“If you’re worried and you can’t sleep, just count your blessings instead of sheep and you’ll fall asleep counting your blessings” (Bing Crosby, “Count Your Blessings (Instead of Sheep)”).
I’m not sure exactly why this song just popped into my head, but I am very glad it did. I recently realized that I’ve been complaining a lot, and was displeased with that discovery. No one wants to be a Negative Nellie—or at least, I don’t want to be one.
So I wondered, why? What has changed inside of me to make me become such a complainer? If I did not make a decision to start complaining, then it follows that the negativity and ungratefulness pouring out of my mouth is an outpouring of what is inside of me. As Jesus said, “The good man brings good things out of the good stored up in his heart, and the evil man brings evil things out of the evil stored up in his heart. For out of the overflow of his heart his mouth speaks” (Luke 6:45).
Really, what have I to complain about? I have some very nice, sturdy walls and a roof to shelter me, plenty of clothes to cover me, food to meet my needs, a loving family and many wonderful friends, I’m able to get an education and learn about things that intrigue me, I have a reliable car to drive—I mean, I’m even able to read the Bible on my own.
Side note: Have you ever stopped to think about what an incredible opportunity it is to read the Bible? I hadn’t until recently. For more than a thousand years, any written word was very hard to come by, because it had to be hand-copied. Then the Bible was in Latin, so only the most educated could read it—and this was a time when, if you weren’t nobility or clergy, you were probably entirely illiterate. The most exposure you would have to the Bible was at church services, which were in Latin and which you, probably an uneducated peasant, would not understand a word of.
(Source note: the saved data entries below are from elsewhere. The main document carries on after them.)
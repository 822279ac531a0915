use std::str::FromStr;

use fast_image_resize as fr;
use imgkit_image::{Image, ImageDtype, ImageError, ImageSize};

use crate::interpolation::{
    area_interpolation, bilinear_interpolation, nearest_neighbor_interpolation, InterpolationMode,
};
use crate::parallel;

/// Resize an image to a new size.
///
/// The function resizes an image to a new size using the specified interpolation mode.
/// It supports any number of channels and data types.
///
/// # Arguments
///
/// * `src` - The input image container.
/// * `dst` - The output image container, already allocated with the target size.
/// * `interpolation` - The interpolation mode to use.
///
/// # Example
///
/// ```
/// use imgkit_image::{Image, ImageSize};
/// use imgkit_imgproc::interpolation::InterpolationMode;
/// use imgkit_imgproc::resize::resize_native;
///
/// let image = Image::<_, 3>::new(
///     ImageSize {
///         width: 4,
///         height: 5,
///     },
///     vec![0f32; 4 * 5 * 3],
/// )
/// .unwrap();
///
/// let new_size = ImageSize {
///     width: 2,
///     height: 3,
/// };
///
/// let mut image_resized = Image::<_, 3>::from_size_val(new_size, 0.0).unwrap();
///
/// resize_native(&image, &mut image_resized, InterpolationMode::Nearest).unwrap();
///
/// assert_eq!(image_resized.num_channels(), 3);
/// assert_eq!(image_resized.size().width, 2);
/// assert_eq!(image_resized.size().height, 3);
/// ```
pub fn resize_native<T, const C: usize>(
    src: &Image<T, C>,
    dst: &mut Image<T, C>,
    interpolation: InterpolationMode,
) -> Result<(), ImageError>
where
    T: ImageDtype,
{
    if dst.numel() == 0 {
        return Ok(());
    }

    if src.numel() == 0 {
        return Err(ImageError::InvalidArgument(format!(
            "cannot resize an empty image to {}",
            dst.size()
        )));
    }

    let (src_w, src_h) = (src.width() as f32, src.height() as f32);
    let (dst_w, dst_h) = (dst.width() as f32, dst.height() as f32);

    // corner-aligned sampling positions for the point interpolators
    let step_x = if dst.width() > 1 {
        (src_w - 1.0) / (dst_w - 1.0)
    } else {
        0.0
    };
    let step_y = if dst.height() > 1 {
        (src_h - 1.0) / (dst_h - 1.0)
    } else {
        0.0
    };

    // footprint of one destination pixel in source pixels
    let area_x = src_w / dst_w;
    let area_y = src_h / dst_h;

    parallel::par_fill_rows(dst, |y, row| {
        for (x, out) in row.chunks_exact_mut(C).enumerate() {
            for (c, val) in out.iter_mut().enumerate() {
                let sample = match interpolation {
                    InterpolationMode::Bilinear => {
                        bilinear_interpolation(src, x as f32 * step_x, y as f32 * step_y, c)
                    }
                    InterpolationMode::Nearest => nearest_neighbor_interpolation(
                        src,
                        x as f32 * step_x,
                        y as f32 * step_y,
                        c,
                    ),
                    InterpolationMode::Area => area_interpolation(
                        src,
                        (x as f32 * area_x, (x + 1) as f32 * area_x),
                        (y as f32 * area_y, (y + 1) as f32 * area_y),
                        c,
                    ),
                };
                *val = T::from_f32(sample);
            }
        }
    });

    Ok(())
}

/// Resize an image to a new size using the [fast_image_resize](https://crates.io/crates/fast_image_resize) crate.
///
/// Supports `u8` images with 1, 2, 3 or 4 channels. Area interpolation maps to the
/// crate's box convolution.
///
/// # Arguments
///
/// * `src` - The input image container.
/// * `dst` - The output image container, already allocated with the target size.
/// * `interpolation` - The interpolation mode to use.
///
/// # Errors
///
/// The function returns an error if the channel count is not supported or the
/// image cannot be resized.
pub fn resize_fast<const C: usize>(
    src: &Image<u8, C>,
    dst: &mut Image<u8, C>,
    interpolation: InterpolationMode,
) -> Result<(), ImageError> {
    let pixel_type = match C {
        1 => fr::PixelType::U8,
        2 => fr::PixelType::U8x2,
        3 => fr::PixelType::U8x3,
        4 => fr::PixelType::U8x4,
        _ => {
            return Err(ImageError::InvalidArgument(format!(
                "resize_fast does not support {C} channels"
            )))
        }
    };

    let src_image = fr::images::ImageRef::new(
        src.width() as u32,
        src.height() as u32,
        src.as_slice(),
        pixel_type,
    )
    .map_err(|e| ImageError::InvalidArgument(e.to_string()))?;

    let (dst_width, dst_height) = (dst.width() as u32, dst.height() as u32);
    let mut dst_image =
        fr::images::Image::from_slice_u8(dst_width, dst_height, dst.as_slice_mut(), pixel_type)
            .map_err(|e| ImageError::InvalidArgument(e.to_string()))?;

    let algorithm = match interpolation {
        InterpolationMode::Bilinear => fr::ResizeAlg::Convolution(fr::FilterType::Bilinear),
        InterpolationMode::Nearest => fr::ResizeAlg::Nearest,
        InterpolationMode::Area => fr::ResizeAlg::Convolution(fr::FilterType::Box),
    };
    let options = fr::ResizeOptions::new().resize_alg(algorithm);

    fr::Resizer::new()
        .resize(&src_image, &mut dst_image, &options)
        .map_err(|e| ImageError::InvalidArgument(e.to_string()))?;

    Ok(())
}

/// Resize an image to `new_size` with bilinear interpolation, returning a new image.
///
/// # Example
///
/// ```
/// use imgkit_image::{Image, ImageSize};
/// use imgkit_imgproc::resize::resize;
///
/// let image = Image::<u8, 3>::from_size_val(ImageSize { width: 8, height: 6 }, 7).unwrap();
/// let resized = resize(&image, ImageSize { width: 20, height: 20 }).unwrap();
///
/// assert_eq!(resized.size(), ImageSize { width: 20, height: 20 });
/// assert!(resized.as_slice().iter().all(|&v| v == 7));
/// ```
pub fn resize<T: ImageDtype, const C: usize>(
    src: &Image<T, C>,
    new_size: ImageSize,
) -> Result<Image<T, C>, ImageError> {
    let mut dst = Image::from_size_val(new_size, T::default())?;
    resize_native(src, &mut dst, InterpolationMode::Bilinear)?;
    Ok(dst)
}

/// The axis a [`scale`] request is expressed along.
#[derive(Debug, Clone, Copy, PartialEq, Eq)]
pub enum ScaleKind {
    /// The requested size is the new width.
    Width,
    /// The requested size is the new height.
    Height,
}

impl ScaleKind {
    /// Name of the axis, as accepted by [`str::parse`].
    pub fn as_str(&self) -> &'static str {
        match self {
            ScaleKind::Width => "width",
            ScaleKind::Height => "height",
        }
    }
}

impl std::fmt::Display for ScaleKind {
    fn fmt(&self, f: &mut std::fmt::Formatter) -> std::fmt::Result {
        f.write_str(self.as_str())
    }
}

impl FromStr for ScaleKind {
    type Err = ImageError;

    fn from_str(s: &str) -> Result<Self, Self::Err> {
        match s {
            "width" => Ok(ScaleKind::Width),
            "height" => Ok(ScaleKind::Height),
            _ => Err(ImageError::InvalidArgument(format!(
                "Not supported scale kind: {s}, expected width or height"
            ))),
        }
    }
}

/// Compute the target size of a [`scale`] request.
///
/// With `aspect_ratio = width / height`, the companion dimension is
/// `floor(new_size / aspect_ratio)` for both kinds. It is evaluated as
/// `new_size * height / width` in integer arithmetic.
///
/// # Errors
///
/// * [`ImageError::ScaleNotShrinking`] if `new_size` is not smaller than the
///   current size along `kind`.
/// * [`ImageError::InvalidArgument`] if `size` is empty, `new_size` is zero, or
///   the companion dimension rounds down to zero.
///
/// # Example
///
/// ```
/// use imgkit_image::ImageSize;
/// use imgkit_imgproc::resize::{scale_target, ScaleKind};
///
/// let size = ImageSize { width: 400, height: 300 };
/// let target = scale_target(size, 200, ScaleKind::Width).unwrap();
///
/// assert_eq!(target, ImageSize { width: 200, height: 150 });
/// ```
pub fn scale_target(
    size: ImageSize,
    new_size: usize,
    kind: ScaleKind,
) -> Result<ImageSize, ImageError> {
    if size.width == 0 || size.height == 0 {
        return Err(ImageError::InvalidArgument(format!(
            "cannot scale an empty image ({size})"
        )));
    }

    if new_size == 0 {
        return Err(ImageError::InvalidArgument(
            "scale target size must be positive".to_string(),
        ));
    }

    let current = match kind {
        ScaleKind::Width => size.width,
        ScaleKind::Height => size.height,
    };

    if new_size >= current {
        return Err(ImageError::ScaleNotShrinking {
            axis: kind.as_str(),
            requested: new_size,
            current,
        });
    }

    let companion = ((new_size as u128 * size.height as u128) / size.width as u128) as usize;
    if companion == 0 {
        return Err(ImageError::InvalidArgument(format!(
            "scaling {size} to {kind} {new_size} leaves an empty image"
        )));
    }

    let target = match kind {
        ScaleKind::Width => ImageSize {
            width: new_size,
            height: companion,
        },
        ScaleKind::Height => ImageSize {
            width: companion,
            height: new_size,
        },
    };

    Ok(target)
}

/// Shrink an image along one axis, deriving the other axis from the aspect ratio.
///
/// The target size comes from [`scale_target`] and the pixels are resampled with
/// [`InterpolationMode::Area`]. Requests that would not shrink the image are
/// rejected rather than returning a copy.
///
/// # Arguments
///
/// * `src` - The input image.
/// * `new_size` - The size along `kind`; must be smaller than the current one.
/// * `kind` - The axis `new_size` refers to.
///
/// # Example
///
/// ```
/// use imgkit_image::{Image, ImageSize};
/// use imgkit_imgproc::resize::{scale, ScaleKind};
///
/// let image = Image::<u8, 3>::from_size_val(ImageSize { width: 400, height: 300 }, 0).unwrap();
///
/// let scaled = scale(&image, 200, ScaleKind::Width).unwrap();
/// assert_eq!(scaled.size(), ImageSize { width: 200, height: 150 });
///
/// assert!(scale(&image, 500, ScaleKind::Width).is_err());
/// assert!("bogus".parse::<ScaleKind>().is_err());
/// ```
pub fn scale<T: ImageDtype, const C: usize>(
    src: &Image<T, C>,
    new_size: usize,
    kind: ScaleKind,
) -> Result<Image<T, C>, ImageError> {
    let target = scale_target(src.size(), new_size, kind)?;

    log::debug!("scaling {} to {target} along {kind}", src.size());

    let mut dst = Image::from_size_val(target, T::default())?;
    resize_native(src, &mut dst, InterpolationMode::Area)?;

    Ok(dst)
}
/// A border type for the spatial padding.
#[derive(Debug, Clone, Copy, PartialEq, Eq, Default)]
pub enum PaddingMode {
    /// This border type fills the border with a single, constant color value.
    ///
    /// Example: ...d c b a | 0 0 0 0...
    #[default]
    Constant,

    /// This border type takes the outermost row or column of pixels and repeats it into the padded region.
    ///
    /// Example: ...d c b a | a a a a...
    Replicate,

    /// This border type reflects the pixel values at the boundary, starting with the pixel 'next' to the edge.
    ///
    /// Example: ...d c b a | b c d e...
    Reflect101,

    /// This border type reflects the pixel values at the boundary, starting with the edge pixel itself.
    ///
    /// Example: ...d c b a | a b c d...
    Reflect,

    /// This border type wraps the content from the opposite side to fill the border.
    ///
    /// Example: ...d c b a | w x y z...
    Wrap,
}

impl PaddingMode {
    #[inline]
    fn reflect(i: isize, len: usize) -> usize {
        if len == 1 {
            return 0;
        }
        let len = len as isize;
        let mut i = i;
        while i < 0 || i >= len {
            if i < 0 {
                i = -i - 1;
            } else {
                i = 2 * len - i - 1;
            }
        }
        i as usize
    }

    #[inline]
    fn reflect101(i: isize, len: usize) -> usize {
        if len == 1 {
            return 0;
        }
        let len = len as isize;
        let mut i = i;
        while i < 0 || i >= len {
            if i < 0 {
                i = -i;
            } else {
                i = 2 * len - i - 2;
            }
        }
        i as usize
    }

    #[inline]
    fn wrap(i: isize, len: usize) -> usize {
        ((i % len as isize + len as isize) % len as isize) as usize
    }

    /// Maps index `i` to a valid index i.e. within `[0, len)` according to the padding mode.
    ///
    /// - `Replicate`: clamp to edge
    /// - `Reflect`: mirror including edge
    /// - `Reflect101`: mirror excluding edge
    /// - `Wrap`: circular wrap
    /// - `Constant`: returns 0 (not used directly)
    ///
    /// `len` must be greater than zero.
    #[inline]
    pub fn map_index(&self, i: isize, len: usize) -> usize {
        match self {
            PaddingMode::Replicate => i.clamp(0, len as isize - 1) as usize,
            PaddingMode::Reflect => Self::reflect(i, len),
            PaddingMode::Reflect101 => Self::reflect101(i, len),
            PaddingMode::Wrap => Self::wrap(i, len),
            PaddingMode::Constant => 0,
        }
    }

    /// Fills the border of `new_data`, which already holds the original image in its center.
    ///
    /// [`PaddingMode::Constant`] is assumed to be already applied when initializing `new_data`.
    fn apply_padding<T: Copy + Send + Sync, const C: usize>(
        &self,
        new_data: &mut [T],
        old_size: ImageSize,
        new_size: ImageSize,
        padding: &Padding2D,
    ) {
        if let PaddingMode::Constant = self {
            return;
        }

        let Padding2D {
            top,
            bottom,
            left,
            right,
        } = *padding;
        let row_stride = new_size.width * C;

        // top
        {
            let (top_section, rest) = new_data.split_at_mut(top * row_stride);

            top_section
                .par_chunks_exact_mut(row_stride)
                .enumerate()
                .for_each(|(y, dst_row)| {
                    let src_y = self.map_index(y as isize - top as isize, old_size.height);
                    dst_row.copy_from_slice(&rest[src_y * row_stride..(src_y + 1) * row_stride]);
                });
        }

        // bottom
        {
            let split_point = (new_size.height - bottom) * row_stride;
            let (rest, bottom_section) = new_data.split_at_mut(split_point);

            bottom_section
                .par_chunks_exact_mut(row_stride)
                .enumerate()
                .for_each(|(idx, dst_row)| {
                    let y = new_size.height - bottom + idx;
                    let src_y = self.map_index(y as isize - top as isize, old_size.height);
                    let src_start = (src_y + top) * row_stride;
                    dst_row.copy_from_slice(&rest[src_start..src_start + row_stride]);
                });
        }

        // left and right, rows already hold their center
        new_data.par_chunks_exact_mut(row_stride).for_each(|row| {
            for x in (0..left).chain(new_size.width - right..new_size.width) {
                let src_x = self.map_index(x as isize - left as isize, old_size.width);
                let src_idx = (left + src_x) * C;
                row.copy_within(src_idx..src_idx + C, x * C);
            }
        });
    }
}

/// Represents 2D padding with top, bottom, left, and right values (in pixels).
#[derive(Debug, Clone, Copy, PartialEq, Eq)]
pub struct Padding2D {
    /// Amount of padding to add on the top side.
    pub top: usize,
    /// Amount of padding to add on the bottom side.
    pub bottom: usize,
    /// Amount of padding to add on the left side.
    pub left: usize,
    /// Amount of padding to add on the right side.
    pub right: usize,
}

impl Padding2D {
    /// The same padding on all four sides.
    pub fn uniform(pad: usize) -> Self {
        Self {
            top: pad,
            bottom: pad,
            left: pad,
            right: pad,
        }
    }

    /// Size of an image of `size` once this padding is applied.
    pub fn padded_size(&self, size: ImageSize) -> ImageSize {
        ImageSize {
            width: size.width + self.left + self.right,
            height: size.height + self.top + self.bottom,
        }
    }

    /// Validates that a new image size correctly matches the expected dimensions
    /// after applying this padding to an existing image.
    ///
    /// # Example
    /// ```rust
    /// use imgkit_image::ImageSize;
    /// use imgkit_imgproc::padding::Padding2D;
    /// let padding = Padding2D { top: 1, bottom: 1, left: 2, right: 2 };
    /// let old_size = ImageSize { width: 4, height: 4 };
    /// let new_size = ImageSize { width: 8, height: 6 };
    ///
    /// assert!(padding.validate_size(old_size, new_size));
    /// ```
    pub fn validate_size(&self, old_size: ImageSize, new_size: ImageSize) -> bool {
        self.padded_size(old_size) == new_size
    }
}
Then the printing press was invented in Europe (it had been invented in China long before then, but the technology had not yet spread), so literature could be mass produced. The masses were stirring in displeasure at the widespread corruption and lethargy of the clergy, so when a professor at a university in Germany nailed 95 proposals for academic debate (Luther’s 95 Theses) to the castle door and they were later translated into German, a Revolution was sparked. Luther translated the New Testament into German, others followed in his steps by translating the Bible into other vernacular languages, etc., etc., and now, here we are, about five centuries later, with the Word of the Living God in plentiful supply so that we (who are blessed to be literate) can read it any time we want.
How can I complain when I am this blessed? The only explanation is that I forget. I forget the riches of God’s mercy. I forget that He loved me first. I forget that I do not deserve to be called a child of God, a temple of the Holy Spirit, a co-heir with Christ. I forget that I was dead, but now, praise the Lord!, I am alive.
One of my friends was leading a Bible study recently and explained that she always starts her devotionals off with prayer and then thanking God for all the joys of the past day. That really struck me and made me think. This past day, what happened that was a joy? So very, very many little things. I tend to just take them for granted, but that is a sign of something very, very wrong inside my heart. “Every good and perfect gift is from above, coming down from the Father of the heavenly lights, who does not change like the shifting shadows. He chose to give us new birth through the word of truth”—hallelujah! (James 1:17-18)
C.S. Lewis once wrote that every choice we make changes the “central thing” of who we are. Throughout our whole lives, with every teeny tiny choice, we are either turning the central part of us, the part that really, truly is us, into a creature who is like God or who is like hell (Mere Christianity). I think this is true. And if it is true, then something as simple as choosing whether to complain or rejoice is also part of this.
What if I, rather than sinning by worrying and rejecting the blessings of God as not good enough, chose to praise Him instead with thanksgiving? What if I took seriously the command, “Rejoice in the Lord always. I will say it again: Rejoice!” (Phil. 4:4)? How much more would God be able to transform my inner being into His image! What a testimony to the not-yet-ransomed-in-Christ the joy of a Christian could be!
Brothers and sisters, will you accept this challenge with me, to make every effort to thank God each day for every blessing He pours out on us?
Let us, as the song extorts us to, “count [our] blessings instead of sheep.”